Work instructions: Find the lines in the listing below that include the word "bool", and report how many there are, with nothing more.

Records for the task:
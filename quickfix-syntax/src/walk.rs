//! Generic tree navigation built on [`AstNode`].

use crate::ast::{AstNode, Declaration};
use crate::kind::SyntaxKind;
use crate::tree::SyntaxNode;

/// Nearest ancestor of the given type.
///
/// With `strict == false` the node itself is considered first.
pub fn parent_of_type<'t, T: AstNode<'t>>(node: SyntaxNode<'t>, strict: bool) -> Option<T> {
    let start = if strict { node.parent()? } else { node };
    start.ancestors().find_map(T::cast)
}

/// Nearest ancestor whose kind is one of `kinds`.
pub fn ancestor_of_kind<'t>(
    node: SyntaxNode<'t>,
    kinds: &[SyntaxKind],
    strict: bool,
) -> Option<SyntaxNode<'t>> {
    let start = if strict { node.parent()? } else { node };
    start.ancestors().find(|a| kinds.contains(&a.kind()))
}

/// First descendant of the given type in preorder, including the node itself.
pub fn first_descendant<'t, T: AstNode<'t>>(node: SyntaxNode<'t>) -> Option<T> {
    node.descendants().find_map(T::cast)
}

/// All descendants of the given type in preorder.
pub fn descendants_of_type<'t, T: AstNode<'t>>(
    node: SyntaxNode<'t>,
) -> impl Iterator<Item = T> + use<'t, T> {
    node.descendants().filter_map(T::cast)
}

/// The declaration a node belongs to, e.g. the property owning an initializer.
pub fn containing_declaration(node: SyntaxNode<'_>) -> Option<Declaration<'_>> {
    parent_of_type::<Declaration<'_>>(node, false)
}

/// Whitespace between `node` and its next significant sibling contains a line break.
pub fn followed_by_newline(node: SyntaxNode<'_>) -> bool {
    std::iter::successors(node.next_sibling(), |n| n.next_sibling())
        .take_while(|n| n.is_trivia())
        .any(|n| n.kind() == SyntaxKind::Whitespace && n.text().contains('\n'))
}

#[cfg(test)]
mod tests {
    use super::*;
    use crate::ast::{ClassLike, Function, Property};
    use crate::make;
    use crate::tree::SyntaxTree;

    fn class_with_members() -> SyntaxTree {
        SyntaxTree::from_green(&make::file(vec![make::class(
            &[],
            "class",
            "A",
            vec![
                make::property(&[], "val", "x", None, Some(make::literal("1"))),
                make::function(&[], "f", vec![], make::block_body(vec![])),
            ],
        )]))
        .unwrap()
    }

    #[test]
    fn parent_of_type_respects_strictness() {
        let tree = class_with_members();
        let prop = tree.nodes_of_kind(SyntaxKind::Property).next().unwrap();
        assert!(parent_of_type::<Property<'_>>(prop, false).is_some());
        assert!(parent_of_type::<Property<'_>>(prop, true).is_none());
        let class = parent_of_type::<ClassLike<'_>>(prop, true).unwrap();
        assert_eq!(class.name(), Some("A"));
    }

    #[test]
    fn containing_declaration_climbs_from_expressions() {
        let tree = class_with_members();
        let lit = tree.nodes_of_kind(SyntaxKind::Literal).next().unwrap();
        let decl = containing_declaration(lit).unwrap();
        assert_eq!(decl.syntax().kind(), SyntaxKind::Property);
        assert_eq!(
            ancestor_of_kind(lit, &[SyntaxKind::ClassBody, SyntaxKind::Block], true)
                .map(|n| n.kind()),
            Some(SyntaxKind::ClassBody)
        );
        assert_eq!(ancestor_of_kind(lit, &[SyntaxKind::Literal], false), Some(lit));
    }

    #[test]
    fn first_descendant_finds_nested_function() {
        let tree = class_with_members();
        let f = first_descendant::<Function<'_>>(tree.root()).unwrap();
        assert_eq!(f.name(), Some("f"));
        assert_eq!(descendants_of_type::<Property<'_>>(tree.root()).count(), 1);
    }

    #[test]
    fn newline_detection_skips_only_trivia() {
        let tree = SyntaxTree::from_green(&make::file(vec![make::annotated(
            &["A"],
            "\n",
            Some(make::name_ref("x")),
        )]))
        .unwrap();
        let entry = tree.nodes_of_kind(SyntaxKind::AnnotationEntry).next().unwrap();
        assert!(followed_by_newline(entry));
        let name = tree.nodes_of_kind(SyntaxKind::NameReference).next().unwrap();
        assert!(!followed_by_newline(name));
    }
}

Answer to this exercise: 3